─── SUPPLIED ENTRIES

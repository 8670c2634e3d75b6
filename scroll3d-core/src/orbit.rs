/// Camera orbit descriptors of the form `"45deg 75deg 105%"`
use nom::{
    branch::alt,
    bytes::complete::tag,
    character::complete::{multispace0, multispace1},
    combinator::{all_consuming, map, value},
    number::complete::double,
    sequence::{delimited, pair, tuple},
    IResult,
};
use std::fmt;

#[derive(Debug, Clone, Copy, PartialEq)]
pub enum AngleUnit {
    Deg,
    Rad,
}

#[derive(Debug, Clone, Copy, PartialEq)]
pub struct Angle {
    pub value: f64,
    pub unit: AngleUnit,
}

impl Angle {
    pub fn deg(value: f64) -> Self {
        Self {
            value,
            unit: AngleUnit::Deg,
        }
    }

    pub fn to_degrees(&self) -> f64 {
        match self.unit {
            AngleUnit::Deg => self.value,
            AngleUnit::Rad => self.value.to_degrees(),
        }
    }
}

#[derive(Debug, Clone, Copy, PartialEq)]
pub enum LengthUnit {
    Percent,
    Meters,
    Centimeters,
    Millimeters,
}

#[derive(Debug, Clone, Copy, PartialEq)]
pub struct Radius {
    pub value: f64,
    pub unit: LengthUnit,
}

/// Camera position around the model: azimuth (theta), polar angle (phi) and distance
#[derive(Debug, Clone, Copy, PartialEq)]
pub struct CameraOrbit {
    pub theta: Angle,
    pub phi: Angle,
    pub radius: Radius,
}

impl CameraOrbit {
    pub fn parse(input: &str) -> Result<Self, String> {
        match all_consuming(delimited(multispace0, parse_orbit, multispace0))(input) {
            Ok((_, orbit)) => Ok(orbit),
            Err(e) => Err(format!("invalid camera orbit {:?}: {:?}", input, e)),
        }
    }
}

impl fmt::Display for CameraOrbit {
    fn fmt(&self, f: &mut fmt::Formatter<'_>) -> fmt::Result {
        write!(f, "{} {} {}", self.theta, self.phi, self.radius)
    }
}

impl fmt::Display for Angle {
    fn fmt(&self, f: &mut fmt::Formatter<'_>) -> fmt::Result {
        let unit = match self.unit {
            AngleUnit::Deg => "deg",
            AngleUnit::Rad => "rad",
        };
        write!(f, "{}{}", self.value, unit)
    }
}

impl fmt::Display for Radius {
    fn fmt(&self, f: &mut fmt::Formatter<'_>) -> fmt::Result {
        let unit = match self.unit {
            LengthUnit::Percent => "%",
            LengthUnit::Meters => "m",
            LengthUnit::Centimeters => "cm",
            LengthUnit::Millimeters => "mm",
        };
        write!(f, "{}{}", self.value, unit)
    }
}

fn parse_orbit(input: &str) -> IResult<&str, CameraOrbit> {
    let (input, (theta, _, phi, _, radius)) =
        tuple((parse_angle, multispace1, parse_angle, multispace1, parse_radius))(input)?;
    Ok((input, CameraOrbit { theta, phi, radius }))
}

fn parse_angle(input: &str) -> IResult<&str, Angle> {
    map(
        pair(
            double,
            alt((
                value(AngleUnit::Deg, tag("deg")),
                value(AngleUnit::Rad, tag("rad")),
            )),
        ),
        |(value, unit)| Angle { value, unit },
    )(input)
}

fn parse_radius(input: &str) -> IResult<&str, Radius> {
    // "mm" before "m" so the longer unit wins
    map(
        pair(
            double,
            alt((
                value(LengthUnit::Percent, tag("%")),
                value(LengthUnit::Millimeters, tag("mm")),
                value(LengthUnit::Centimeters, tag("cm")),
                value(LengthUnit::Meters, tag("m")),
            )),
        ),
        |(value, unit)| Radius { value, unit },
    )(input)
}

──────
─── SUPPLIED ENTRIES

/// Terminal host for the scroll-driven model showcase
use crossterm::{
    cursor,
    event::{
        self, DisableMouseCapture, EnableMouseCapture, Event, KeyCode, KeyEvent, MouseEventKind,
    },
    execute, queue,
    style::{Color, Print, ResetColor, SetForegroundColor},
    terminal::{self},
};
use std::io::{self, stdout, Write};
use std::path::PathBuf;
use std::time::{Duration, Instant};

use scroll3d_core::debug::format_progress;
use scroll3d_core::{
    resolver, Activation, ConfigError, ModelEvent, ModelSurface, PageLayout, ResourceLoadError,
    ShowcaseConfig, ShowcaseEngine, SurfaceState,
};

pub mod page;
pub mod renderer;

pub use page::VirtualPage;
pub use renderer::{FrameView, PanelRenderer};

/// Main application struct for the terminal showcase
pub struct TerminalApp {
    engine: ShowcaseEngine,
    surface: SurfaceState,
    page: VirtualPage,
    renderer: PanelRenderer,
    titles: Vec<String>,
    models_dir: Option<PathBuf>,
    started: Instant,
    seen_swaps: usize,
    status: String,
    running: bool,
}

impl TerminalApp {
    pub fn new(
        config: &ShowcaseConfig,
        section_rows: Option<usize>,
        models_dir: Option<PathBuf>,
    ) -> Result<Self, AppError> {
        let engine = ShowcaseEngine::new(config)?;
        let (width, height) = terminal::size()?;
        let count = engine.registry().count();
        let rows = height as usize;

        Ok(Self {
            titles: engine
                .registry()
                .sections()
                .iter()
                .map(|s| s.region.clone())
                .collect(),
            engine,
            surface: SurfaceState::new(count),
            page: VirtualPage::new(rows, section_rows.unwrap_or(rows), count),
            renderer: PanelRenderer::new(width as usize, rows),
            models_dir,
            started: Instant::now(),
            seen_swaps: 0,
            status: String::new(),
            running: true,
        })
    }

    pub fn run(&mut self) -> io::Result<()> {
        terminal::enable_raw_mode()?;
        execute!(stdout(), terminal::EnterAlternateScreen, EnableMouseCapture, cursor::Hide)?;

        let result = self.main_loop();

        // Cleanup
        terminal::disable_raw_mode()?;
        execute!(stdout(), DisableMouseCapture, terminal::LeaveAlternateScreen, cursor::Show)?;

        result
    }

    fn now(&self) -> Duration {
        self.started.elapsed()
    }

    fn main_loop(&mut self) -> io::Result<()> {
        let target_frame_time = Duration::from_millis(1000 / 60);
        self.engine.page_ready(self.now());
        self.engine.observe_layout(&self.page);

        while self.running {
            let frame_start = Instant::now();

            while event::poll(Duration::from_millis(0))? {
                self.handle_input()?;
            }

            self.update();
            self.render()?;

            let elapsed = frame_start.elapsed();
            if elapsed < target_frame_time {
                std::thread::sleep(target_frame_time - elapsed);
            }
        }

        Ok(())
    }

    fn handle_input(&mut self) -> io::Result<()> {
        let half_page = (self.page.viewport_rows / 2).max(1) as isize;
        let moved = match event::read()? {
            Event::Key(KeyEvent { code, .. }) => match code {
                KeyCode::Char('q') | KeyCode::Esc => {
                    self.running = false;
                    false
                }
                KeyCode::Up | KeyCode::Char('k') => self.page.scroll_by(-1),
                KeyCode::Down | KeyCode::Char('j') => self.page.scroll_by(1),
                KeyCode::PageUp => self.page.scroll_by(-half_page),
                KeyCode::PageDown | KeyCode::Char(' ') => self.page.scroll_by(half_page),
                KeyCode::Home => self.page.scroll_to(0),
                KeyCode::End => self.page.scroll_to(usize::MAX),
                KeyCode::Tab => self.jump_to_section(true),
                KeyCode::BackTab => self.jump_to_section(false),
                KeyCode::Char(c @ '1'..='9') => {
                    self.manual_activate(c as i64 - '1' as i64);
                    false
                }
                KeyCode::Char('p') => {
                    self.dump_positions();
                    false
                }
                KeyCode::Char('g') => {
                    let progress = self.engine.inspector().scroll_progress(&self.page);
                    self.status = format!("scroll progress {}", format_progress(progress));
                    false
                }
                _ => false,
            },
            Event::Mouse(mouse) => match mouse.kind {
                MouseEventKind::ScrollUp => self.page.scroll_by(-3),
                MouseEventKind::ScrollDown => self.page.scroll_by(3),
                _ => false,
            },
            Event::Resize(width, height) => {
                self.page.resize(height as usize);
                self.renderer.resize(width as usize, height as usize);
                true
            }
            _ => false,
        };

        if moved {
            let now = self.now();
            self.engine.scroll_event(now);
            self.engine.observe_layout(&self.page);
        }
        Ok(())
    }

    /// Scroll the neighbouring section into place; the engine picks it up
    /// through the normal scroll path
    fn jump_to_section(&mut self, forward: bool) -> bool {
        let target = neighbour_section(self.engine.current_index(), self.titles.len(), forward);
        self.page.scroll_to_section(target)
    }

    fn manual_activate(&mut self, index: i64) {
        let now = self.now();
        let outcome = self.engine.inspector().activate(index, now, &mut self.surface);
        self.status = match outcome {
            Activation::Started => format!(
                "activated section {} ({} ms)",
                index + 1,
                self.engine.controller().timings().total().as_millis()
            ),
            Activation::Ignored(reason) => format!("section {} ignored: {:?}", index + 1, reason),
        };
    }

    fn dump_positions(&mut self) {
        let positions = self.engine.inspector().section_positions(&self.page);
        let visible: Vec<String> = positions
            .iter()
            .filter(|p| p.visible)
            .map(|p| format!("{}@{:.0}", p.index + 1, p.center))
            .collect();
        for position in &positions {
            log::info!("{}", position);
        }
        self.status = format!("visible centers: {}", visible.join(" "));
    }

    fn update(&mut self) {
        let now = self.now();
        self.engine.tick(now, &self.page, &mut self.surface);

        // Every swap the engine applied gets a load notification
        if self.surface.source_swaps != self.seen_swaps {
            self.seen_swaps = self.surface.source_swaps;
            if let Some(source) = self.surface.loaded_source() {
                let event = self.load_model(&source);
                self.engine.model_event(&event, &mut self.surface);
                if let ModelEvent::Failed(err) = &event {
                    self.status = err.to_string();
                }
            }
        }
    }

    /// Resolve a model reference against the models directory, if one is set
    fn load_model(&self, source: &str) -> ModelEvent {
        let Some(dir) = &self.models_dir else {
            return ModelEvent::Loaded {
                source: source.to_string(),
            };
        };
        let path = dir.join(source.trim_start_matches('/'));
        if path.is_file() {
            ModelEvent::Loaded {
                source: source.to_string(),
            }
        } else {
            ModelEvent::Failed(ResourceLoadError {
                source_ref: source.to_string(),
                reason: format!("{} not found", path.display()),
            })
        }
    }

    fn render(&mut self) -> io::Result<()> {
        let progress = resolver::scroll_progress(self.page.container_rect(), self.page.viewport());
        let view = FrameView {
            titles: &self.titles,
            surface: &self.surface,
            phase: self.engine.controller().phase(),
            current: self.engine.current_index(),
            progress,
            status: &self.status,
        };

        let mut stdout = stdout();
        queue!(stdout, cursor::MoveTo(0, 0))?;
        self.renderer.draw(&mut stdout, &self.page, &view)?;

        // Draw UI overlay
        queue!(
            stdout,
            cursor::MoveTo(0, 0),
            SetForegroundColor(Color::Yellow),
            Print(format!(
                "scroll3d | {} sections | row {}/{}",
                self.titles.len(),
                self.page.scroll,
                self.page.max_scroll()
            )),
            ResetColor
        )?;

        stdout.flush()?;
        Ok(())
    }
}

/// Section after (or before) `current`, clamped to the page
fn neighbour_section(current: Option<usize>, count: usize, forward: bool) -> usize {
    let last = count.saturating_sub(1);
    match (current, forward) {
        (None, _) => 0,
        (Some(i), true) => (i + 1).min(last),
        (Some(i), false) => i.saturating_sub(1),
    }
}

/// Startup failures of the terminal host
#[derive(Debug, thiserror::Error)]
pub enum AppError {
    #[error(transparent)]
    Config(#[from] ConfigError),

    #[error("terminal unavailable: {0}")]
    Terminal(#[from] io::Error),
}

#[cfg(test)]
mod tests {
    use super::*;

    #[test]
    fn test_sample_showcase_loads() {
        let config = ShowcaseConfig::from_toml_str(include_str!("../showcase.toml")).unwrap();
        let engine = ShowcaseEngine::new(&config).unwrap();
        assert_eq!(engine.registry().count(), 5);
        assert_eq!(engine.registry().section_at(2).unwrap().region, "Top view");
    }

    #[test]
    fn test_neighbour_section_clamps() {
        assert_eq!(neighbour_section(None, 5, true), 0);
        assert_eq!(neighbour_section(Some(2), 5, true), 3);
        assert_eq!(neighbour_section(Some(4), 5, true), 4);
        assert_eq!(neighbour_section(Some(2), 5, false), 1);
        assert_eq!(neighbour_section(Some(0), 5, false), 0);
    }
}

──────

Within the entries above, find every line where the string "renderer" occurs, and copy it.

pub mod renderer;
pub use renderer::{FrameView, PanelRenderer};
    renderer: PanelRenderer,
            renderer: PanelRenderer::new(width as usize, rows),
                self.renderer.resize(width as usize, height as usize);
        self.renderer.draw(&mut stdout, &self.page, &view)?;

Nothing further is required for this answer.